***** Source data
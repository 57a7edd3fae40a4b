use std::sync::Arc;

use chrono::{DateTime, Days, Local, NaiveTime, TimeZone};
use serde::Serialize;
use tokio::process::Command;
use tokio::sync::Mutex;
use tokio::task::JoinHandle;

use crate::prefs::{
    PrefsError, PrefsStore, ReminderPrefs, DEFAULT_REMINDER_HOUR, DEFAULT_REMINDER_MINUTE,
};

pub const REMINDER_TITLE: &str = "Daily Inspiration";
pub const REMINDER_BODY: &str = "Time for your daily quote reflection.";

#[derive(Debug, thiserror::Error)]
pub enum ReminderError {
    #[error("invalid reminder time {hour:02}:{minute:02}")]
    InvalidTime { hour: u32, minute: u32 },
    #[error(transparent)]
    Prefs(#[from] PrefsError),
}

/// Delivers local notifications.
pub trait Notifier: Send + Sync {
    /// Whether the host allows this process to post notifications.
    fn is_permitted(&self) -> bool {
        true
    }

    fn notify(&self, title: &str, body: &str);
}

pub struct LogNotifier;

impl Notifier for LogNotifier {
    fn notify(&self, title: &str, body: &str) {
        tracing::info!(title, body, "reminder");
    }
}

/// Runs an external program with the title and body appended as its last
/// two arguments, e.g. `notify-send`.
pub struct CommandNotifier {
    program: String,
    args: Vec<String>,
}

impl CommandNotifier {
    pub fn from_command_line(command: &str) -> Option<Self> {
        let mut parts = command.split_whitespace().map(str::to_string);
        let program = parts.next()?;
        Some(Self {
            program,
            args: parts.collect(),
        })
    }
}

impl Notifier for CommandNotifier {
    fn notify(&self, title: &str, body: &str) {
        let spawned = Command::new(&self.program)
            .args(&self.args)
            .arg(title)
            .arg(body)
            .spawn();
        if let Err(e) = spawned {
            tracing::warn!(program = %self.program, "failed to run notify command: {e}");
        }
    }
}

#[derive(Debug, Clone, Serialize)]
pub struct ReminderStatus {
    pub enabled: bool,
    pub hour: u32,
    pub minute: u32,
    pub armed: bool,
    pub next_fire_at: Option<DateTime<Local>>,
}

/// Arms a daily local reminder and keeps its schedule in the prefs file so
/// it can be restored on the next start.
///
/// The `task` lock is held across every prefs write and the matching arm or
/// abort, so the saved schedule and the running task never disagree.
pub struct ReminderScheduler {
    notifier: Arc<dyn Notifier>,
    prefs: PrefsStore,
    task: Mutex<Option<JoinHandle<()>>>,
}

impl ReminderScheduler {
    pub fn new(notifier: Arc<dyn Notifier>, prefs: PrefsStore) -> Self {
        Self {
            notifier,
            prefs,
            task: Mutex::new(None),
        }
    }

    /// Schedule the reminder for `hour:minute` every day, replacing any
    /// earlier schedule.
    ///
    /// Returns `Ok(false)` without touching the prefs when the notifier is
    /// not permitted to post.
    pub async fn schedule_daily_reminder(
        &self,
        hour: u32,
        minute: u32,
    ) -> Result<bool, ReminderError> {
        if NaiveTime::from_hms_opt(hour, minute, 0).is_none() {
            return Err(ReminderError::InvalidTime { hour, minute });
        }

        if !self.notifier.is_permitted() {
            tracing::warn!(hour, minute, "notifications not permitted; reminder not scheduled");
            return Ok(false);
        }

        let mut task = self.task.lock().await;
        self.prefs
            .save(&ReminderPrefs {
                reminder_enabled: true,
                reminder_hour: hour,
                reminder_minute: minute,
            })
            .await?;

        self.arm(&mut task, hour, minute);
        Ok(true)
    }

    pub async fn cancel_all_reminders(&self) -> Result<(), ReminderError> {
        let mut task = self.task.lock().await;

        let mut prefs = self.prefs.load().await?.unwrap_or_default();
        prefs.reminder_enabled = false;
        self.prefs.save(&prefs).await?;

        if let Some(task) = task.take() {
            task.abort();
        }

        tracing::info!("daily reminder cancelled");
        Ok(())
    }

    /// Re-arm from the prefs file after a restart. With no saved schedule
    /// the default 09:00 reminder is set up.
    pub async fn restore(&self) -> Result<(), ReminderError> {
        match self.prefs.load().await? {
            Some(prefs) if prefs.reminder_enabled => {
                self.schedule_daily_reminder(prefs.reminder_hour, prefs.reminder_minute)
                    .await?;
            }
            Some(_) => tracing::debug!("daily reminder disabled"),
            None => {
                self.schedule_daily_reminder(DEFAULT_REMINDER_HOUR, DEFAULT_REMINDER_MINUTE)
                    .await?;
            }
        }
        Ok(())
    }

    pub async fn status(&self) -> Result<ReminderStatus, ReminderError> {
        let task = self.task.lock().await;
        let prefs = self.prefs.load().await?.unwrap_or_default();
        let armed = task.as_ref().is_some_and(|task| !task.is_finished());

        let next_fire_at = if prefs.reminder_enabled && armed {
            next_fire_after(&Local::now(), prefs.reminder_hour, prefs.reminder_minute)
        } else {
            None
        };

        Ok(ReminderStatus {
            enabled: prefs.reminder_enabled,
            hour: prefs.reminder_hour,
            minute: prefs.reminder_minute,
            armed,
            next_fire_at,
        })
    }

    /// Spawn the daily loop into `slot`, aborting whatever ran there before.
    fn arm(&self, slot: &mut Option<JoinHandle<()>>, hour: u32, minute: u32) {
        let notifier = Arc::clone(&self.notifier);
        let handle = tokio::spawn(async move {
            let mut after = Local::now();
            loop {
                let Some(next) = next_fire_after(&after, hour, minute) else {
                    tracing::warn!(hour, minute, "no upcoming reminder time");
                    return;
                };
                tracing::info!(%next, "daily reminder armed");

                let wait = (next - Local::now()).to_std().unwrap_or_default();
                tokio::time::sleep(wait).await;
                notifier.notify(REMINDER_TITLE, REMINDER_BODY);

                if !notifier.is_permitted() {
                    tracing::warn!("notifications no longer permitted; reminder not re-armed");
                    return;
                }
                after = Local::now().max(next);
            }
        });

        if let Some(previous) = slot.replace(handle) {
            previous.abort();
        }
    }
}

impl Drop for ReminderScheduler {
    fn drop(&mut self) {
        if let Some(task) = self.task.get_mut().take() {
            task.abort();
        }
    }
}

/// The first `hour:minute:00` strictly after `now`, in `now`'s time zone.
/// Local times skipped by a DST change roll over to the following day.
pub fn next_fire_after<Tz: TimeZone>(
    now: &DateTime<Tz>,
    hour: u32,
    minute: u32,
) -> Option<DateTime<Tz>> {
    let time = NaiveTime::from_hms_opt(hour, minute, 0)?;
    let today = now.date_naive();

    (0..=2)
        .filter_map(|offset| today.checked_add_days(Days::new(offset)))
        .filter_map(|day| now.timezone().from_local_datetime(&day.and_time(time)).earliest())
        .find(|candidate| candidate > now)
}
//! Relational store, HTTP fetch utilities and the rate-limited gateway for fundsync.

use async_trait::async_trait;
use chrono::{DateTime, Utc};
use fundsync_core::{
    ContactRecord, CrmTotalsRow, DetailRecord, DiscoveredPage, Event, EventId, MasterRecord, Page,
    PageId, PagePriority, PageResult, PriorityChange, ResultKey, StatsCursor, Totals,
};
use thiserror::Error;

mod gateway;
mod http;
mod memory;
mod pg;

pub use gateway::{Aborted, Gateway, RateLimit, Shutdown, ShutdownSignal};
pub use http::{classify_status, FetchError, HttpClientConfig, HttpFetcher, RetryDisposition};
pub use memory::MemoryStore;
pub use pg::PgStore;

pub const CRATE_NAME: &str = "fundsync-storage";

pub type StoreResult<T> = Result<T, StoreError>;

#[derive(Debug, Error)]
pub enum StoreError {
    #[error("database error: {0}")]
    Database(#[from] sqlx::Error),
    #[error("migration failed: {0}")]
    Migration(#[from] sqlx::migrate::MigrateError),
}

/// Everything the sync and reconciliation pipelines read from or write to the
/// relational store. Each method maps to a single autocommit statement (or a
/// read); no method spans a transaction.
#[async_trait]
pub trait Store: Send + Sync {
    /// Up to `limit` non-excluded pages never synced or last synced before
    /// `stale_before`, most urgent first, then oldest sync first (never-synced
    /// pages lead).
    async fn select_stale_pages(
        &self,
        limit: usize,
        stale_before: DateTime<Utc>,
    ) -> StoreResult<Vec<PageId>>;

    /// Events with a non-zero priority, ascending by priority.
    async fn trusted_events(&self) -> StoreResult<Vec<Event>>;

    async fn find_event(&self, event_id: EventId) -> StoreResult<Option<Event>>;

    /// Any trusted event starting exactly at `start_date`.
    async fn trusted_event_starting_at(
        &self,
        start_date: DateTime<Utc>,
    ) -> StoreResult<Option<EventId>>;

    /// Returns false when the event already existed.
    async fn insert_event(&self, event: &Event) -> StoreResult<bool>;

    async fn find_page(&self, page_id: PageId) -> StoreResult<Option<Page>>;

    /// Inserts the page and its priority row at the default priority.
    async fn insert_page(&self, page: &DiscoveredPage) -> StoreResult<()>;

    async fn update_page_short_name(
        &self,
        page_id: PageId,
        short_name: Option<&str>,
    ) -> StoreResult<()>;

    async fn page_priority(&self, page_id: PageId) -> StoreResult<Option<PagePriority>>;

    async fn apply_priority(&self, page_id: PageId, change: PriorityChange) -> StoreResult<()>;

    async fn mark_synced(&self, page_id: PageId, at: DateTime<Utc>) -> StoreResult<()>;

    /// Returns true when a new baseline row was written.
    async fn insert_baseline_if_absent(&self, page_id: PageId, totals: &Totals)
        -> StoreResult<bool>;

    /// Creates the dated row or overwrites it in place.
    async fn upsert_daily_result(&self, key: ResultKey, totals: &Totals) -> StoreResult<()>;

    /// Result rows joined with page and event, newest first. The baseline row
    /// sorts last.
    async fn page_results(&self, page_id: PageId, limit: Option<usize>)
        -> StoreResult<Vec<PageResult>>;

    /// CRM contacts with no master record, most recently modified first.
    async fn unmatched_contacts(&self) -> StoreResult<Vec<ContactRecord>>;

    async fn master_record_exists(&self, page_id: PageId) -> StoreResult<bool>;

    async fn insert_master_record(&self, record: &MasterRecord) -> StoreResult<()>;

    async fn stats_cursors(&self) -> StoreResult<Vec<StatsCursor>>;

    /// Updates the master record URL only when it differs. Returns true when a
    /// row changed.
    async fn update_master_page_url(&self, page_id: PageId, url: &str) -> StoreResult<bool>;

    async fn crm_current_totals(&self, page_id: PageId) -> StoreResult<Option<CrmTotalsRow>>;

    async fn insert_detail_record(&self, record: &DetailRecord) -> StoreResult<()>;
}
use std::fmt;

use mail_parser::MessageParser;
use thiserror::Error;

#[derive(Debug, Clone, PartialEq, Eq, Error)]
pub enum EmailError {
    #[error("email is empty")]
    Empty,
    #[error("not a mail address: {0}")]
    Invalid(String),
}

/// A fundraiser's platform account, identified by its email address.
#[derive(Debug, Clone, PartialEq, Eq, Hash)]
pub struct EmailAccount {
    address: String,
}

impl EmailAccount {
    /// Accepts bare addresses as well as `Name <addr>` forms. The address is
    /// lowercased since the platform treats account emails case-insensitively.
    pub fn parse(raw: &str) -> Result<Self, EmailError> {
        let raw = raw.trim();
        if raw.is_empty() {
            return Err(EmailError::Empty);
        }
        if raw.contains(['\r', '\n']) {
            return Err(EmailError::Invalid(raw.to_string()));
        }

        let header = format!("From: {raw}\r\n\r\n");
        let message = MessageParser::default()
            .parse(header.as_bytes())
            .ok_or_else(|| EmailError::Invalid(raw.to_string()))?;
        let address = message
            .from()
            .and_then(|addrs| addrs.first())
            .and_then(|addr| addr.address())
            .map(str::trim)
            .filter(|addr| is_plausible_address(addr))
            .ok_or_else(|| EmailError::Invalid(raw.to_string()))?;

        Ok(Self {
            address: address.to_ascii_lowercase(),
        })
    }

    pub fn address(&self) -> &str {
        &self.address
    }
}

impl fmt::Display for EmailAccount {
    fn fmt(&self, f: &mut fmt::Formatter<'_>) -> fmt::Result {
        f.write_str(&self.address)
    }
}

fn is_plausible_address(addr: &str) -> bool {
    match addr.split_once('@') {
        Some((local, domain)) => {
            !local.is_empty()
                && !domain.is_empty()
                && !domain.contains('@')
                && !addr.contains(char::is_whitespace)
        }
        None => false,
    }
}
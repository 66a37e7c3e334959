use std::future::Future;
use std::path::PathBuf;
use std::sync::Arc;

use anyhow::{Context, Result};
use clap::{Args, Parser, Subcommand};
use fundsync_adapters::{load_fixture_platform, FundraisingPlatform};
use fundsync_storage::{PgStore, Store};
use fundsync_sync::{
    live_platform, CycleOutcome, CycleRunner, PlatformSyncSummary, ReconciliationSummary,
    SyncConfig,
};
use tracing::info;
use tracing_subscriber::EnvFilter;

#[derive(Debug, Parser)]
#[command(name = "fundsync")]
#[command(about = "Fundraising page sync and CRM reconciliation")]
struct Cli {
    #[command(subcommand)]
    command: Option<Commands>,
}

#[derive(Debug, Subcommand)]
enum Commands {
    /// Run one platform sync cycle.
    Sync(PlatformArgs),
    /// Run one reconciliation cycle.
    Reconcile(PlatformArgs),
    /// Run both pipelines on the heartbeat until Ctrl-C.
    Run(PlatformArgs),
    /// Apply database migrations.
    Migrate,
}

#[derive(Debug, Args)]
struct PlatformArgs {
    /// Serve platform responses from a JSON fixture instead of the live API.
    #[arg(long, value_name = "PATH")]
    fixtures: Option<PathBuf>,
}

#[tokio::main]
async fn main() -> Result<()> {
    dotenvy::dotenv().ok();
    let filter = EnvFilter::try_from_default_env().unwrap_or_else(|_| EnvFilter::new("info"));
    tracing_subscriber::fmt().with_env_filter(filter).init();

    let cli = Cli::parse();
    match cli.command.unwrap_or(Commands::Sync(PlatformArgs { fixtures: None })) {
        Commands::Sync(args) => {
            let runner = build_runner(&args).await?;
            print_sync(runner.run_platform_sync_cycle().await?);
        }
        Commands::Reconcile(args) => {
            let runner = build_runner(&args).await?;
            print_reconcile(runner.run_reconciliation_cycle().await?);
        }
        Commands::Run(args) => {
            let runner = Arc::new(build_runner(&args).await?);
            runner.run_until(shutdown_signal()?).await?;
        }
        Commands::Migrate => {
            let url = std::env::var("DATABASE_URL").context("DATABASE_URL is not set")?;
            PgStore::connect(&url).await?.migrate().await?;
            println!("migrations applied");
        }
    }

    Ok(())
}

/// Resolves on SIGINT or SIGTERM. Handlers are registered before returning so
/// a signal arriving before the first poll is not lost.
#[cfg(unix)]
fn shutdown_signal() -> Result<impl Future<Output = Result<()>>> {
    use tokio::signal::unix::{signal, SignalKind};

    let mut sigterm = signal(SignalKind::terminate()).context("registering SIGTERM handler")?;
    let mut sigint = signal(SignalKind::interrupt()).context("registering SIGINT handler")?;
    Ok(async move {
        tokio::select! {
            _ = sigterm.recv() => info!("received SIGTERM"),
            _ = sigint.recv() => info!("received SIGINT"),
        }
        Ok(())
    })
}

#[cfg(not(unix))]
fn shutdown_signal() -> Result<impl Future<Output = Result<()>>> {
    Ok(async {
        tokio::signal::ctrl_c().await.context("waiting for ctrl-c")?;
        info!("received ctrl-c");
        Ok(())
    })
}

async fn build_runner(args: &PlatformArgs) -> Result<CycleRunner> {
    let config = SyncConfig::from_env()?;
    let store: Arc<dyn Store> = Arc::new(PgStore::connect(&config.database_url).await?);
    let platform: Arc<dyn FundraisingPlatform> = match &args.fixtures {
        Some(path) => Arc::new(load_fixture_platform(path)?),
        None => live_platform(&config)?,
    };
    info!(platform = platform.name(), batch = config.results_batch, "runner ready");
    Ok(CycleRunner::new(config, store, platform))
}

fn print_sync(outcome: CycleOutcome<PlatformSyncSummary>) {
    match outcome {
        CycleOutcome::Completed(summary) => println!(
            "sync complete: run_id={} selected={} events={} discovered={} fetched={} excluded={}",
            summary.run_id,
            summary.selected,
            summary.discovery.events,
            summary.discovery.pages_inserted,
            summary.results.fetched,
            summary.results.excluded
        ),
        CycleOutcome::Aborted => println!("sync aborted by shutdown"),
        CycleOutcome::Skipped => println!("sync skipped: another cycle is running"),
    }
}

fn print_reconcile(outcome: CycleOutcome<ReconciliationSummary>) {
    match outcome {
        CycleOutcome::Completed(summary) => println!(
            "reconcile complete: run_id={} contacts={} matched={} masters={} details={}",
            summary.run_id,
            summary.matching.contacts,
            summary.matching.matched,
            summary.matching.masters_created,
            summary.stats.details_created
        ),
        CycleOutcome::Aborted => println!("reconcile aborted by shutdown"),
        CycleOutcome::Skipped => println!("reconcile skipped: another cycle is running"),
    }
}
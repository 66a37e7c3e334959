//! Fixture-backed platform: serves canned events, page listings and results
//! from memory, optionally loaded from a JSON file.

use std::collections::{BTreeMap, HashMap, HashSet};
use std::fs;
use std::path::Path;
use std::sync::atomic::{AtomicUsize, Ordering};
use std::sync::RwLock;

use anyhow::{Context, Result};
use async_trait::async_trait;
use fundsync_core::{CharityId, DiscoveredPage, EventId, PageSnapshot, RemoteEvent};
use fundsync_storage::FetchError;
use serde::Deserialize;

use crate::{EmailAccount, FundraisingPlatform, PageListing, PlatformError};

#[derive(Debug, Clone, Deserialize)]
pub struct FixtureFile {
    #[serde(default)]
    pub events: Vec<FixtureEvent>,
    #[serde(default)]
    pub snapshots: BTreeMap<String, PageSnapshot>,
    #[serde(default)]
    pub accounts: Vec<FixtureAccount>,
}

#[derive(Debug, Clone, Deserialize)]
pub struct FixtureEvent {
    #[serde(flatten)]
    pub event: RemoteEvent,
    #[serde(default)]
    pub pages: Vec<DiscoveredPage>,
}

#[derive(Debug, Clone, Deserialize)]
pub struct FixtureAccount {
    pub charity_id: CharityId,
    pub email: String,
    #[serde(default)]
    pub pages: Vec<DiscoveredPage>,
}

#[derive(Debug, Default)]
pub struct StaticPlatform {
    events: HashMap<EventId, RemoteEvent>,
    event_pages: HashMap<EventId, Vec<DiscoveredPage>>,
    snapshots: RwLock<HashMap<String, PageSnapshot>>,
    accounts: HashMap<(CharityId, String), Vec<DiscoveredPage>>,
    failing: HashSet<String>,
    page_size: Option<usize>,
    calls: AtomicUsize,
}

impl StaticPlatform {
    pub fn new() -> Self {
        Self::default()
    }

    pub fn from_fixture(file: FixtureFile) -> Result<Self> {
        let mut platform = Self::new();
        for FixtureEvent { event, pages } in file.events {
            platform = platform.with_event_pages(event.event_id, pages).with_event(event);
        }
        for (short_name, snapshot) in file.snapshots {
            platform = platform.with_snapshot(&short_name, snapshot);
        }
        for account in file.accounts {
            let parsed = EmailAccount::parse(&account.email)
                .with_context(|| format!("fixture account email {:?}", account.email))?;
            platform = platform.with_account_pages(account.charity_id, &parsed, account.pages);
        }
        Ok(platform)
    }

    pub fn with_event(mut self, event: RemoteEvent) -> Self {
        self.events.insert(event.event_id, event);
        self
    }

    pub fn with_event_pages(mut self, event_id: EventId, pages: Vec<DiscoveredPage>) -> Self {
        self.event_pages.insert(event_id, pages);
        self
    }

    pub fn with_snapshot(self, short_name: &str, snapshot: PageSnapshot) -> Self {
        self.set_snapshot(short_name, snapshot);
        self
    }

    pub fn with_account_pages(
        mut self,
        charity_id: CharityId,
        account: &EmailAccount,
        pages: Vec<DiscoveredPage>,
    ) -> Self {
        self.accounts
            .insert((charity_id, account.address().to_string()), pages);
        self
    }

    /// Results requests for this short name fail with a 503.
    pub fn failing_page(mut self, short_name: &str) -> Self {
        self.failing.insert(short_name.to_string());
        self
    }

    /// Splits event listings into pages of `size` entries.
    pub fn with_page_size(mut self, size: usize) -> Self {
        self.page_size = Some(size.max(1));
        self
    }

    pub fn set_snapshot(&self, short_name: &str, snapshot: PageSnapshot) {
        if let Ok(mut snapshots) = self.snapshots.write() {
            snapshots.insert(short_name.to_string(), snapshot);
        }
    }

    /// Number of platform requests served so far.
    pub fn calls(&self) -> usize {
        self.calls.load(Ordering::SeqCst)
    }

    fn record_call(&self) {
        self.calls.fetch_add(1, Ordering::SeqCst);
    }
}

pub fn load_fixture_platform(path: impl AsRef<Path>) -> Result<StaticPlatform> {
    let path = path.as_ref();
    let data = fs::read_to_string(path).with_context(|| format!("reading {}", path.display()))?;
    let file: FixtureFile =
        serde_json::from_str(&data).with_context(|| format!("parsing {}", path.display()))?;
    StaticPlatform::from_fixture(file)
}

#[async_trait]
impl FundraisingPlatform for StaticPlatform {
    fn name(&self) -> &'static str {
        "fixture"
    }

    async fn event_pages(
        &self,
        event_id: EventId,
        page_number: u32,
    ) -> Result<PageListing, PlatformError> {
        self.record_call();
        let all = self
            .event_pages
            .get(&event_id)
            .ok_or_else(|| PlatformError::NotFound(format!("event {event_id} pages")))?;

        let size = self.page_size.unwrap_or(all.len().max(1));
        let total_pages = all.len().div_ceil(size).max(1) as u32;
        let start = (page_number.saturating_sub(1) as usize).saturating_mul(size);
        Ok(PageListing {
            pages: all.iter().skip(start).take(size).cloned().collect(),
            page_number,
            total_pages,
        })
    }

    async fn page_results(&self, short_name: &str) -> Result<PageSnapshot, PlatformError> {
        self.record_call();
        if self.failing.contains(short_name) {
            return Err(PlatformError::Fetch {
                context: format!("fetching page {short_name}"),
                source: FetchError::HttpStatus {
                    status: 503,
                    url: format!("fixture://pages/{short_name}"),
                },
            });
        }
        self.snapshots
            .read()
            .map_err(|_| PlatformError::Message("fixture snapshots poisoned".into()))?
            .get(short_name)
            .copied()
            .ok_or_else(|| PlatformError::NotFound(format!("page {short_name}")))
    }

    async fn event(&self, event_id: EventId) -> Result<RemoteEvent, PlatformError> {
        self.record_call();
        self.events
            .get(&event_id)
            .cloned()
            .ok_or_else(|| PlatformError::NotFound(format!("event {event_id}")))
    }

    async fn pages_for_account(
        &self,
        charity_id: CharityId,
        account: &EmailAccount,
    ) -> Result<Vec<DiscoveredPage>, PlatformError> {
        self.record_call();
        Ok(self
            .accounts
            .get(&(charity_id, account.address().to_string()))
            .cloned()
            .unwrap_or_default())
    }
}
**********
» **Assigned task**
Among the records above, a stretch begins at the line containing "pub struct CommandNotifier" and ends at the line containing "let program = parts.next()?;". Restate that stretch word for word, and nothing else.

» **Answer to this task**
pub struct CommandNotifier {
    program: String,
    args: Vec<String>,
}

impl CommandNotifier {
    pub fn from_command_line(command: &str) -> Option<Self> {
        let mut parts = command.split_whitespace().map(str::to_string);
        let program = parts.next()?;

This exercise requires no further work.